Repeat every record below, word for word.

(Saved data entries)
'''

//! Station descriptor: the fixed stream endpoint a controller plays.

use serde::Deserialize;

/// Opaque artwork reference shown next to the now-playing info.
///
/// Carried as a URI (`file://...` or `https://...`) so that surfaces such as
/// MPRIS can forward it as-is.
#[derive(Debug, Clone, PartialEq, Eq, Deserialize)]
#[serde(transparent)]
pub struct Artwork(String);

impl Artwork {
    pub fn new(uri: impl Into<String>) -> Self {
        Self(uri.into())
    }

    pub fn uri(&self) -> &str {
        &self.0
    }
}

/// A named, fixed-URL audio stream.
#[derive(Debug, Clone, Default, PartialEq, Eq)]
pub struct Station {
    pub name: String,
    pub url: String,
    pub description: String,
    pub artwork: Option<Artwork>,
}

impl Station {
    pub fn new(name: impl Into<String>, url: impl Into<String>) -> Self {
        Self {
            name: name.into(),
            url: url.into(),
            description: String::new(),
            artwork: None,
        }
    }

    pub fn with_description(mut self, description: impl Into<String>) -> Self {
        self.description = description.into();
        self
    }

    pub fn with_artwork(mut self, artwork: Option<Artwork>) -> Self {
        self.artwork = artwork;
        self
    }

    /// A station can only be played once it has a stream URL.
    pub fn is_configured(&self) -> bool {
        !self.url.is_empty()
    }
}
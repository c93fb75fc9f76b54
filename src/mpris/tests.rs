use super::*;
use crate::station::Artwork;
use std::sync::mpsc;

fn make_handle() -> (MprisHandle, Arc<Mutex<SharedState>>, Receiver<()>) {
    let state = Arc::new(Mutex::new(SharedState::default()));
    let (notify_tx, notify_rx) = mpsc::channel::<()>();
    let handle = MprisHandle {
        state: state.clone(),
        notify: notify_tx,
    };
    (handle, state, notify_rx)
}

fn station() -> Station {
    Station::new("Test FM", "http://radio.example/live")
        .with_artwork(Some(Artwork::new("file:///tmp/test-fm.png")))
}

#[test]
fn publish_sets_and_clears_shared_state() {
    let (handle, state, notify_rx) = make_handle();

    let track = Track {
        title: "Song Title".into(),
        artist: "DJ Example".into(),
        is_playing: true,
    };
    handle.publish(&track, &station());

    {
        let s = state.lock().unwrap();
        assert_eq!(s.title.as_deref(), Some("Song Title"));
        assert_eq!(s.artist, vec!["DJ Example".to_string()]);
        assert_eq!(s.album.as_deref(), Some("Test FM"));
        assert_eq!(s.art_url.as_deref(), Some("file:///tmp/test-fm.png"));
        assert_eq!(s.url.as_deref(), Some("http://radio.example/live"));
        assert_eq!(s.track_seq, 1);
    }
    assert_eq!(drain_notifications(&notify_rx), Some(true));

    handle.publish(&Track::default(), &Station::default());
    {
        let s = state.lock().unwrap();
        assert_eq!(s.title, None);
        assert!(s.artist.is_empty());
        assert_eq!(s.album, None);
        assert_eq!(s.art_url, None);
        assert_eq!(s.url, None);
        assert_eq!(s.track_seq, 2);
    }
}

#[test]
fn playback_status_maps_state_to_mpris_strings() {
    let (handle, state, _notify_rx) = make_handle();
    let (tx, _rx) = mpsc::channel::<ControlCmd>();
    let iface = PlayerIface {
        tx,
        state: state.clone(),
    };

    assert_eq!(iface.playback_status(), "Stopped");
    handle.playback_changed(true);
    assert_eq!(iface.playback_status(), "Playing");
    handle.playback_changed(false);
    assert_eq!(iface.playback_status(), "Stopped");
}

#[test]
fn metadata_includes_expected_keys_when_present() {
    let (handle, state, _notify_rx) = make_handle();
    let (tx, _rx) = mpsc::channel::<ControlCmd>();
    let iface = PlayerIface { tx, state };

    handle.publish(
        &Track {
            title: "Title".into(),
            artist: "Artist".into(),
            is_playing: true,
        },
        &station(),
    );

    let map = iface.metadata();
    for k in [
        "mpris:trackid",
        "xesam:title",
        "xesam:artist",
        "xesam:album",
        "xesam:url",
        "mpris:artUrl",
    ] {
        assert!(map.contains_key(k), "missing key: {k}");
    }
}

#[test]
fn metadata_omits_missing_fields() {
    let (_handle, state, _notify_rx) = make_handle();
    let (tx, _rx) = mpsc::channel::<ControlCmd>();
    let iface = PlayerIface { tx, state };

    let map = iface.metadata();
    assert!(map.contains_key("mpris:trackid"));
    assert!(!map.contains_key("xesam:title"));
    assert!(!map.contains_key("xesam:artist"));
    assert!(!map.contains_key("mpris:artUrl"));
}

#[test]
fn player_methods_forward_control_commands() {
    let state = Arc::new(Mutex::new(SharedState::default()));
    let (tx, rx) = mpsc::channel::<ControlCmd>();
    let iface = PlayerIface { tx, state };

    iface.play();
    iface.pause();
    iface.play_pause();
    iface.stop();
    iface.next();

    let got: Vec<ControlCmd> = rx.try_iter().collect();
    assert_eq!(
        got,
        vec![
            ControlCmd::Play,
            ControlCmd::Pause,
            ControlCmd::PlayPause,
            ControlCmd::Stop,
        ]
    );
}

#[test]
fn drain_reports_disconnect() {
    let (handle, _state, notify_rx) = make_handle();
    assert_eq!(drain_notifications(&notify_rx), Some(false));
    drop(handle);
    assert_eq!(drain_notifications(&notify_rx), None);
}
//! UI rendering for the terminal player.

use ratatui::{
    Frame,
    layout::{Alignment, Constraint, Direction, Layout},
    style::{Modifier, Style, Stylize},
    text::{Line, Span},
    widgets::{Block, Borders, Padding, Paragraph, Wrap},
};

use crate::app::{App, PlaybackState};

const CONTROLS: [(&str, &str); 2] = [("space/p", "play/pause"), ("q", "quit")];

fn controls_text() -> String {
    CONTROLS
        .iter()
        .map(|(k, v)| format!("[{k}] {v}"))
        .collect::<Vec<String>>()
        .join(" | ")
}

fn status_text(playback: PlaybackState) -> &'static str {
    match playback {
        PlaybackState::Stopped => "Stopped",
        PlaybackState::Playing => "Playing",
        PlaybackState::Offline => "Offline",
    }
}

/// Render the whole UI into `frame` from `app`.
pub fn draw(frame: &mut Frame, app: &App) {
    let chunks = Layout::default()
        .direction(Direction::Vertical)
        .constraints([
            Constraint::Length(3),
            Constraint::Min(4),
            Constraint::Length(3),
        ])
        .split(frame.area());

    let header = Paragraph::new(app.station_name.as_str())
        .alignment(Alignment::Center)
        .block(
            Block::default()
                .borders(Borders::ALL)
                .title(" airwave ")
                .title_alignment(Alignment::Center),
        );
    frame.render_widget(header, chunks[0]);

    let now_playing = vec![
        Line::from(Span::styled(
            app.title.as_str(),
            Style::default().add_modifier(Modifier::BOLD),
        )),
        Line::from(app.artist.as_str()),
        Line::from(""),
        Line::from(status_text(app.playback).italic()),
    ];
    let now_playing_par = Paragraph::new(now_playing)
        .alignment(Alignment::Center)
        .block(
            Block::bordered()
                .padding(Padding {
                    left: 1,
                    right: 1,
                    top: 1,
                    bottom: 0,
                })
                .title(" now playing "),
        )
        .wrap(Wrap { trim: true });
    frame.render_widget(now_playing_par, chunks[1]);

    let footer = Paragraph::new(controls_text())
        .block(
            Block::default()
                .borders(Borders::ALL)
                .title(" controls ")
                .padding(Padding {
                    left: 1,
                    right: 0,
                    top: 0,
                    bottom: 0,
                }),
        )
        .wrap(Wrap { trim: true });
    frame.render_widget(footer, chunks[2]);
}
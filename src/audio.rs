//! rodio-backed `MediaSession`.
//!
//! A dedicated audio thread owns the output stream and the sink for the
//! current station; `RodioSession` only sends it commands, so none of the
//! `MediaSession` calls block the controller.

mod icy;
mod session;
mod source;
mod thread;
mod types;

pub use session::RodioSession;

'''

[Written reply]
//! Station descriptor: the fixed stream endpoint a controller plays.

use serde::Deserialize;

/// Opaque artwork reference shown next to the now-playing info.
///
/// Carried as a URI (`file://...` or `https://...`) so that surfaces such as
/// MPRIS can forward it as-is.
#[derive(Debug, Clone, PartialEq, Eq, Deserialize)]
#[serde(transparent)]
pub struct Artwork(String);

impl Artwork {
    pub fn new(uri: impl Into<String>) -> Self {
        Self(uri.into())
    }

    pub fn uri(&self) -> &str {
        &self.0
    }
}

/// A named, fixed-URL audio stream.
#[derive(Debug, Clone, Default, PartialEq, Eq)]
pub struct Station {
    pub name: String,
    pub url: String,
    pub description: String,
    pub artwork: Option<Artwork>,
}

impl Station {
    pub fn new(name: impl Into<String>, url: impl Into<String>) -> Self {
        Self {
            name: name.into(),
            url: url.into(),
            description: String::new(),
            artwork: None,
        }
    }

    pub fn with_description(mut self, description: impl Into<String>) -> Self {
        self.description = description.into();
        self
    }

    pub fn with_artwork(mut self, artwork: Option<Artwork>) -> Self {
        self.artwork = artwork;
        self
    }

    /// A station can only be played once it has a stream URL.
    pub fn is_configured(&self) -> bool {
        !self.url.is_empty()
    }
}
repository c93fb75fc9f76b54
filename src/mpris/tests.rs
use super::*;
use crate::station::Artwork;
use std::sync::mpsc;

fn make_handle() -> (MprisHandle, Arc<Mutex<SharedState>>, Receiver<()>) {
    let state = Arc::new(Mutex::new(SharedState::default()));
    let (notify_tx, notify_rx) = mpsc::channel::<()>();
    let handle = MprisHandle {
        state: state.clone(),
        notify: notify_tx,
    };
    (handle, state, notify_rx)
}

fn station() -> Station {
    Station::new("Test FM", "http://radio.example/live")
        .with_artwork(Some(Artwork::new("file:///tmp/test-fm.png")))
}

#[test]
fn publish_sets_and_clears_shared_state() {
    let (handle, state, notify_rx) = make_handle();

    let track = Track {
        title: "Song Title".into(),
        artist: "DJ Example".into(),
        is_playing: true,
    };
    handle.publish(&track, &station());

    {
        let s = state.lock().unwrap();
        assert_eq!(s.title.as_deref(), Some("Song Title"));
        assert_eq!(s.artist, vec!["DJ Example".to_string()]);
        assert_eq!(s.album.as_deref(), Some("Test FM"));
        assert_eq!(s.art_url.as_deref(), Some("file:///tmp/test-fm.png"));
        assert_eq!(s.url.as_deref(), Some("http://radio.example/live"));
        assert_eq!(s.track_seq, 1);
    }
    assert_eq!(drain_notifications(&notify_rx), Some(true));

    handle.publish(&Track::default(), &Station::default());
    {
        let s = state.lock().unwrap();
        assert_eq!(s.title, None);
        assert!(s.artist.is_empty());
        assert_eq!(s.album, None);
        assert_eq!(s.art_url, None);
        assert_eq!(s.url, None);
        assert_eq!(s.track_seq, 2);
    }
}

#[test]
fn playback_status_maps_state_to_mpris_strings() {
    let (handle, state, _notify_rx) = make_handle();
    let (tx, _rx) = mpsc::channel::<ControlCmd>();
    let iface = PlayerIface {
        tx,
        state: state.clone(),
    };

    assert_eq!(iface.playback_status(), "Stopped");
    handle.playback_changed(true);
    assert_eq!(iface.playback_status(), "Playing");
    handle.playback_changed(false);
    assert_eq!(iface.playback_status(), "Stopped");
}

#[test]
fn metadata_includes_expected_keys_when_present() {
    let (handle, state, _notify_rx) = make_handle();
    let (tx, _rx) = mpsc::channel::<ControlCmd>();
    let iface = PlayerIface { tx, state };

    handle.publish(
        &Track {
            title: "Title".into(),
            artist: "Artist".into(),
            is_playing: true,
        },
        &station(),
    );

    let map = iface.metadata();
    for k in [
        "mpris:trackid",
        "xesam:title",
        "xesam:artist",
        "xesam:album",
        "xesam:url",
        "mpris:artUrl",
    ] {
        assert!(map.contains_key(k), "missing key: {k}");
    }
}

#[test]
fn metadata_omits_missing_fields() {
    let (_handle, state, _notify_rx) = make_handle();
    let (tx, _rx) = mpsc::channel::<ControlCmd>();
    let iface = PlayerIface { tx, state };

    let map = iface.metadata();
    assert!(map.contains_key("mpris:trackid"));
    assert!(!map.contains_key("xesam:title"));
    assert!(!map.contains_key("xesam:artist"));
    assert!(!map.contains_key("mpris:artUrl"));
}

#[test]
fn player_methods_forward_control_commands() {
    let state = Arc::new(Mutex::new(SharedState::default()));
    let (tx, rx) = mpsc::channel::<ControlCmd>();
    let iface = PlayerIface { tx, state };

    iface.play();
    iface.pause();
    iface.play_pause();
    iface.stop();
    iface.next();

    let got: Vec<ControlCmd> = rx.try_iter().collect();
    assert_eq!(
        got,
        vec![
            ControlCmd::Play,
            ControlCmd::Pause,
            ControlCmd::PlayPause,
            ControlCmd::Stop,
        ]
    );
}

#[test]
fn drain_reports_disconnect() {
    let (handle, _state, notify_rx) = make_handle();
    assert_eq!(drain_notifications(&notify_rx), Some(false));
    drop(handle);
    assert_eq!(drain_notifications(&notify_rx), None);
}
//! UI rendering for the terminal player.

use ratatui::{
    Frame,
    layout::{Alignment, Constraint, Direction, Layout},
    style::{Modifier, Style, Stylize},
    text::{Line, Span},
    widgets::{Block, Borders, Padding, Paragraph, Wrap},
};

use crate::app::{App, PlaybackState};

const CONTROLS: [(&str, &str); 2] = [("space/p", "play/pause"), ("q", "quit")];

fn controls_text() -> String {
    CONTROLS
        .iter()
        .map(|(k, v)| format!("[{k}] {v}"))
        .collect::<Vec<String>>()
        .join(" | ")
}

fn status_text(playback: PlaybackState) -> &'static str {
    match playback {
        PlaybackState::Stopped => "Stopped",
        PlaybackState::Playing => "Playing",
        PlaybackState::Offline => "Offline",
    }
}

/// Render the whole UI into `frame` from `app`.
pub fn draw(frame: &mut Frame, app: &App) {
    let chunks = Layout::default()
        .direction(Direction::Vertical)
        .constraints([
            Constraint::Length(3),
            Constraint::Min(4),
            Constraint::Length(3),
        ])
        .split(frame.area());

    let header = Paragraph::new(app.station_name.as_str())
        .alignment(Alignment::Center)
        .block(
            Block::default()
                .borders(Borders::ALL)
                .title(" airwave ")
                .title_alignment(Alignment::Center),
        );
    frame.render_widget(header, chunks[0]);

    let now_playing = vec![
        Line::from(Span::styled(
            app.title.as_str(),
            Style::default().add_modifier(Modifier::BOLD),
        )),
        Line::from(app.artist.as_str()),
        Line::from(""),
        Line::from(status_text(app.playback).italic()),
    ];
    let now_playing_par = Paragraph::new(now_playing)
        .alignment(Alignment::Center)
        .block(
            Block::bordered()
                .padding(Padding {
                    left: 1,
                    right: 1,
                    top: 1,
                    bottom: 0,
                })
                .title(" now playing "),
        )
        .wrap(Wrap { trim: true });
    frame.render_widget(now_playing_par, chunks[1]);

    let footer = Paragraph::new(controls_text())
        .block(
            Block::default()
                .borders(Borders::ALL)
                .title(" controls ")
                .padding(Padding {
                    left: 1,
                    right: 0,
                    top: 0,
                    bottom: 0,
                }),
        )
        .wrap(Wrap { trim: true });
    frame.render_widget(footer, chunks[2]);
}
filename src/audio.rs
//! rodio-backed `MediaSession`.
//!
//! A dedicated audio thread owns the output stream and the sink for the
//! current station; `RodioSession` only sends it commands, so none of the
//! `MediaSession` calls block the controller.

mod icy;
mod session;
mod source;
mod thread;
mod types;

pub use session::RodioSession;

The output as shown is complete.